Evelyn Geraghty, the association’s counselling director, said women who face major travel obstacles form an increasing proportion of the organisation’s client base.

“They also include women in poverty or on low income, young women, women with disabilities, women in State care, women experiencing domestic violence and women with travel restrictions,” she said.

“While the Constitution guarantees the right to travel for abortion, these women cannot exercise this right due to an array of legal, social and economic barriers.”

Mental health

She said the cost of an abortion can range from between €600 and €2,000, not including travel or accommodation costs.

In addition, travel documentation for migrants – such as visas, temporary travel documents and re-entry visas – can take up to eight weeks to arrange and cost up to €200.

Ms Geraghty said these kinds of financial obstacles were impossible barriers for many asylum seekers – particularly those living outside the Dublin area – who are entitled to no more than a weekly allowance of €19.10 a week.

There is no financial assistance available from the State. Some support for flights and accommodation may be available from the Abortion Support Network, a UK based voluntary group.

“These delays and obstacles have a significant impact on a woman’s physical and mental health, particularly where a woman has an underlying health condition,” she said.

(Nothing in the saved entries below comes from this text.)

//! Image pull failure remediation.
//!
//! When a pod cannot pull its image, redeploy the owning Deployment with the
//! newest tagged image in the same repository:
//!
//! 1. Read the pod and find the failing container's image
//! 2. Follow owner references Pod -> ReplicaSet -> Deployment
//! 3. Pick the most recently pushed tagged image from the registry
//! 4. Patch the Deployment's container to that image
//!
//! Every failure along the way ends remediation quietly; the outcome says
//! what happened but nothing is raised to the dispatcher.

use async_trait::async_trait;
use k8s_openapi::api::core::v1::Pod;
use std::sync::Arc;
use tracing::{debug, error, info, warn};

use super::{EnrichmentHandler, EnrichmentOutcome};
use crate::alert::AlertItem;
use crate::cluster::{deployment_container_mut, owners_of_kind, pod_container, ClusterClient};
use crate::error::{ClusterError, EnrichmentError, RegistryError};
use crate::registry::{latest_tagged_image, ImageCoordinates, ImageRegistry};

/// Alert name this handler is registered under.
pub const ALERT_NAME: &str = "ImagePullError";

/// Documentation attached to every image pull enrichment.
pub const DOCUMENTATION_LINK: &str =
    "https://kubernetes.io/docs/concepts/containers/images/#updating-images";

/// Summary when remediation did not patch anything.
pub const NO_ACTION_SUMMARY: &str =
    "No stable or latest image found for the given repository. Deployment patching failed.";

/// Remediates image pull failures by rolling the Deployment to the newest image.
pub struct ImagePullRemediationHandler {
    cluster: Arc<dyn ClusterClient>,
    registry: Arc<dyn ImageRegistry>,
}

impl ImagePullRemediationHandler {
    /// Create a handler over the given cluster and registry.
    #[must_use]
    pub fn new(cluster: Arc<dyn ClusterClient>, registry: Arc<dyn ImageRegistry>) -> Self {
        Self { cluster, registry }
    }

    /// Inspect the alert's pod and try to remediate.
    pub async fn remediate_alert(&self, alert: &AlertItem) -> EnrichmentOutcome {
        let mut outcome = EnrichmentOutcome::new(DOCUMENTATION_LINK);

        let labels = alert.required_label("namespace").and_then(|namespace| {
            let pod = alert.required_label("pod")?;
            let container = alert.required_label("container")?;
            Ok((namespace, pod, container))
        });
        let (namespace, pod_name, container_name) = match labels {
            Ok(labels) => labels,
            Err(e) => {
                warn!(error = %e, "Image pull alert is missing labels");
                outcome.suggested_action = Some(e.to_string());
                return outcome;
            }
        };

        let pod = match self.cluster.read_pod(pod_name, namespace).await {
            Ok(pod) => pod,
            Err(e) => {
                warn!(pod = %pod_name, namespace = %namespace, error = %e, "Failed to read pod");
                outcome.suggested_action = Some(format!(
                    "Failed to read pod {namespace}/{pod_name}: {e}, please check the logs for more details"
                ));
                return outcome;
            }
        };

        let Some(image) = pod_container(&pod, container_name).and_then(|c| c.image.as_deref())
        else {
            debug!(
                pod = %pod_name,
                container = %container_name,
                "Container not found in pod, nothing to remediate"
            );
            outcome.suggested_action = Some(format!(
                "Verify the image of container {container_name}. Ensure the image exists in the registry and the node has access to it."
            ));
            return outcome;
        };

        outcome.suggested_action = Some(format!(
            "Verify the image {image}. Ensure the image exists in the registry and the node has access to it."
        ));

        let summary = match self.remediate(&pod, image, namespace, container_name).await {
            Some(patched) => {
                info!(pod = %pod_name, image = %patched, "Deployment has been updated with a new image");
                format!("Deployment has been updated with a new image - {patched}")
            }
            None => {
                info!(pod = %pod_name, image = %image, "No remediation applied");
                NO_ACTION_SUMMARY.to_string()
            }
        };
        outcome.action_taken_summary = Some(summary);

        outcome
    }

    /// Returns the image the Deployment was patched to, or `None` if no action was taken.
    async fn remediate(
        &self,
        pod: &Pod,
        image: &str,
        namespace: &str,
        container: &str,
    ) -> Option<String> {
        let coordinates = ImageCoordinates::parse(image);

        let deployment = find_owning_deployment(self.cluster.as_ref(), pod, namespace).await?;

        let latest = match latest_tagged_image(self.registry.as_ref(), &coordinates.repository).await
        {
            Ok(Some(latest)) => latest,
            Ok(None) => {
                info!(repository = %coordinates.repository, "Repository has no tagged images");
                return None;
            }
            Err(RegistryError::RepositoryNotFound(repository)) => {
                warn!(repository = %repository, "Repository not found in registry");
                return None;
            }
            Err(e) => {
                error!(repository = %coordinates.repository, error = %e, "Failed to retrieve latest image");
                return None;
            }
        };

        let Some(tag) = latest.primary_tag() else {
            warn!(repository = %coordinates.repository, "Latest image has no tags");
            return None;
        };
        let new_image = coordinates.image_with_tag(tag);

        match self
            .update_deployment_image(&deployment, namespace, container, &new_image)
            .await
        {
            Ok(()) => Some(new_image),
            Err(e) => {
                error!(deployment = %deployment, namespace = %namespace, error = %e, "Failed to patch deployment");
                None
            }
        }
    }

    async fn update_deployment_image(
        &self,
        name: &str,
        namespace: &str,
        container: &str,
        image: &str,
    ) -> Result<(), ClusterError> {
        let mut deployment = self.cluster.read_deployment(name, namespace).await?;

        match deployment_container_mut(&mut deployment, container) {
            Some(target) => target.image = Some(image.to_string()),
            None => warn!(
                deployment = %name,
                container = %container,
                "Container not in deployment template, patch will not change the image"
            ),
        }

        self.cluster
            .patch_deployment(name, namespace, &deployment)
            .await
    }
}

#[async_trait]
impl EnrichmentHandler for ImagePullRemediationHandler {
    fn name(&self) -> &'static str {
        "image-pull-remediation"
    }

    async fn enrich(&self, alert: &AlertItem) -> Result<EnrichmentOutcome, EnrichmentError> {
        Ok(self.remediate_alert(alert).await)
    }
}

/// Follow Pod -> ReplicaSet -> Deployment owner references.
///
/// Every ReplicaSet owner is tried in order until one is owned by a
/// Deployment. Returns `None` if no chain completes or a ReplicaSet cannot be
/// read.
pub async fn find_owning_deployment(
    cluster: &dyn ClusterClient,
    pod: &Pod,
    namespace: &str,
) -> Option<String> {
    for replica_set_name in owners_of_kind(&pod.metadata, "ReplicaSet") {
        let replica_set = match cluster.read_replica_set(replica_set_name, namespace).await {
            Ok(replica_set) => replica_set,
            Err(e) => {
                warn!(replica_set = %replica_set_name, error = %e, "Failed to retrieve deployment name");
                return None;
            }
        };

        if let Some(deployment) = owners_of_kind(&replica_set.metadata, "Deployment").next() {
            return Some(deployment.to_string());
        }
        debug!(replica_set = %replica_set_name, "ReplicaSet is not owned by a Deployment");
    }

    debug!(pod = ?pod.metadata.name, "No Deployment found in owner chain");
    None
}
//! Alert data model (Alertmanager webhook payload).

use chrono::{DateTime, Utc};
use notify::{AlertMessage, NOT_AVAILABLE};
use serde::{Deserialize, Serialize};
use std::collections::HashMap;

use crate::error::EnrichmentError;

/// Status value Alertmanager uses for alerts that stopped firing.
pub const STATUS_RESOLVED: &str = "resolved";

/// Alertmanager webhook payload.
///
/// Reference: <https://prometheus.io/docs/alerting/latest/configuration/#webhook_config>
///
/// Only `alerts` is required; the envelope fields default when absent so
/// hand-written batches are accepted too.
#[derive(Debug, Clone, Default, Deserialize, Serialize)]
#[serde(rename_all = "camelCase")]
pub struct AlertBatch {
    /// Version of the payload format
    #[serde(default)]
    pub version: String,
    /// Unique identifier for this group of alerts
    #[serde(default)]
    pub group_key: String,
    /// Status of the group: "firing" or "resolved"
    #[serde(default)]
    pub status: String,
    /// Receiver that matched this alert
    #[serde(default)]
    pub receiver: String,
    /// Labels common to all alerts in this group
    #[serde(default)]
    pub group_labels: HashMap<String, String>,
    /// Labels common to all alerts (may include group labels)
    #[serde(default)]
    pub common_labels: HashMap<String, String>,
    /// Annotations common to all alerts
    #[serde(default)]
    pub common_annotations: HashMap<String, String>,
    /// External URL for Alertmanager
    #[serde(default, rename = "externalURL")]
    pub external_url: String,
    /// Alerts in this notification, in upstream order
    pub alerts: Vec<AlertItem>,
}

impl AlertBatch {
    /// Create a batch holding only the given alerts.
    #[must_use]
    pub fn new(alerts: Vec<AlertItem>) -> Self {
        Self {
            alerts,
            ..Self::default()
        }
    }
}

/// Individual alert from Alertmanager.
#[derive(Debug, Clone, Default, PartialEq, Deserialize, Serialize)]
#[serde(rename_all = "camelCase")]
pub struct AlertItem {
    /// Status: "firing" or "resolved". Set upstream, never altered here.
    pub status: String,
    /// Alert labels
    #[serde(default)]
    pub labels: HashMap<String, String>,
    /// Alert annotations
    #[serde(default)]
    pub annotations: HashMap<String, String>,
    /// When the alert started firing
    #[serde(default, skip_serializing_if = "Option::is_none")]
    pub starts_at: Option<DateTime<Utc>>,
    /// When the alert was resolved (if resolved)
    #[serde(default, skip_serializing_if = "Option::is_none")]
    pub ends_at: Option<DateTime<Utc>>,
    /// URL to the alert source
    #[serde(default, rename = "generatorURL")]
    pub generator_url: String,
    /// Unique fingerprint for this alert
    #[serde(default)]
    pub fingerprint: String,
    /// Output of enrichment; absent until enrichment runs
    #[serde(
        default,
        rename = "enriched_data",
        skip_serializing_if = "Option::is_none"
    )]
    pub enriched_data: Option<String>,
}

impl AlertItem {
    /// Create an alert with the given status and labels.
    #[must_use]
    pub fn new<I, K, V>(status: &str, labels: I) -> Self
    where
        I: IntoIterator<Item = (K, V)>,
        K: Into<String>,
        V: Into<String>,
    {
        Self {
            status: status.to_string(),
            labels: labels
                .into_iter()
                .map(|(k, v)| (k.into(), v.into()))
                .collect(),
            ..Self::default()
        }
    }

    /// Set an annotation, returning the alert.
    #[must_use]
    pub fn with_annotation(mut self, key: &str, value: &str) -> Self {
        self.annotations.insert(key.to_string(), value.to_string());
        self
    }

    /// Get a label value.
    #[must_use]
    pub fn label(&self, key: &str) -> Option<&str> {
        self.labels.get(key).map(String::as_str)
    }

    /// Get a label that enrichment cannot proceed without.
    pub fn required_label(&self, key: &'static str) -> Result<&str, EnrichmentError> {
        self.label(key).ok_or(EnrichmentError::MissingLabel(key))
    }

    /// Get the alert name (the enrichment dispatch key).
    #[must_use]
    pub fn alertname(&self) -> Option<&str> {
        self.label("alertname")
    }

    /// Get the namespace label.
    #[must_use]
    pub fn namespace(&self) -> Option<&str> {
        self.label("namespace")
    }

    /// Get the pod label.
    #[must_use]
    pub fn pod(&self) -> Option<&str> {
        self.label("pod")
    }

    /// Get the container label.
    #[must_use]
    pub fn container(&self) -> Option<&str> {
        self.label("container")
    }

    /// Get the priority label, `N/A` when absent.
    #[must_use]
    pub fn priority(&self) -> &str {
        self.label("priority").unwrap_or(NOT_AVAILABLE)
    }

    /// Get the description annotation.
    #[must_use]
    pub fn description(&self) -> &str {
        self.annotations
            .get("description")
            .map_or("No description", String::as_str)
    }

    /// Check if this alert has been resolved upstream.
    #[must_use]
    pub fn is_resolved(&self) -> bool {
        self.status == STATUS_RESOLVED
    }

    /// Build the chat message for this alert.
    #[must_use]
    pub fn to_message(&self) -> AlertMessage {
        AlertMessage {
            status: self.status.clone(),
            priority: self.priority().to_string(),
            pod: self.pod().unwrap_or(NOT_AVAILABLE).to_string(),
            namespace: self.namespace().unwrap_or(NOT_AVAILABLE).to_string(),
            description: self.description().to_string(),
            enriched_data: self.enriched_data.clone().unwrap_or_default(),
        }
    }
}
//! Alert enrichment webhook.
//!
//! Receives Alertmanager batches, enriches active alerts with diagnostic or
//! remediation output, and forwards every alert to a chat channel.
//!
//! - Resolved alerts are forwarded as-is
//! - Active alerts go through the [`EnrichmentRegistry`], keyed by `alertname`
//! - `ImagePullError` alerts roll the owning Deployment to the newest tagged
//!   image in the registry
//!
//! Enrichment never fails a batch. Only delivery failures reach the caller.

pub mod alert;
pub mod cluster;
pub mod config;
pub mod enrichment;
pub mod error;
pub mod metrics;
pub mod processor;
pub mod registry;
pub mod server;

pub use alert::{AlertBatch, AlertItem};
pub use cluster::{ClusterClient, KubeClusterClient};
pub use config::{Config, LogFormat};
pub use enrichment::{
    EnrichmentHandler, EnrichmentOutcome, EnrichmentRegistry, ImagePullRemediationHandler,
    DEFAULT_ENRICHED_DATA,
};
pub use error::{ClusterError, EnrichmentError, RegistryError};
pub use metrics::{AlertMetrics, MetricsSnapshot};
pub use processor::{AlertBatchProcessor, BatchReport};
pub use registry::{EcrClient, EcrConfig, ImageRegistry};
pub use server::{build_router, run_server, ServerState};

“Later abortions are also more expensive and invasive. In some cases, the legal time limits for the procedure may have passed. And of course, there is no guarantee that the documentation will be issued.

In the IFPA’s experience, the UK is less likely to issue entry visas to women with temporary travel documents. Therefore most women with travel restrictions who seek an abortion try to travel to the Netherlands.

Niall Behan, the association’s chief executive, said that counsellors are restricted in what support they can give to vulnerable women seeking abortion services under Irish law.

The association has raised concerns with UN’s human rights committee and expressed concerns over these “restrictive laws” to the Government.

“We will continue to highlight the need for legal change and the impact of the criminalisation of abortion on our clients until all women in Ireland have access to their full reproductive rights,” he said.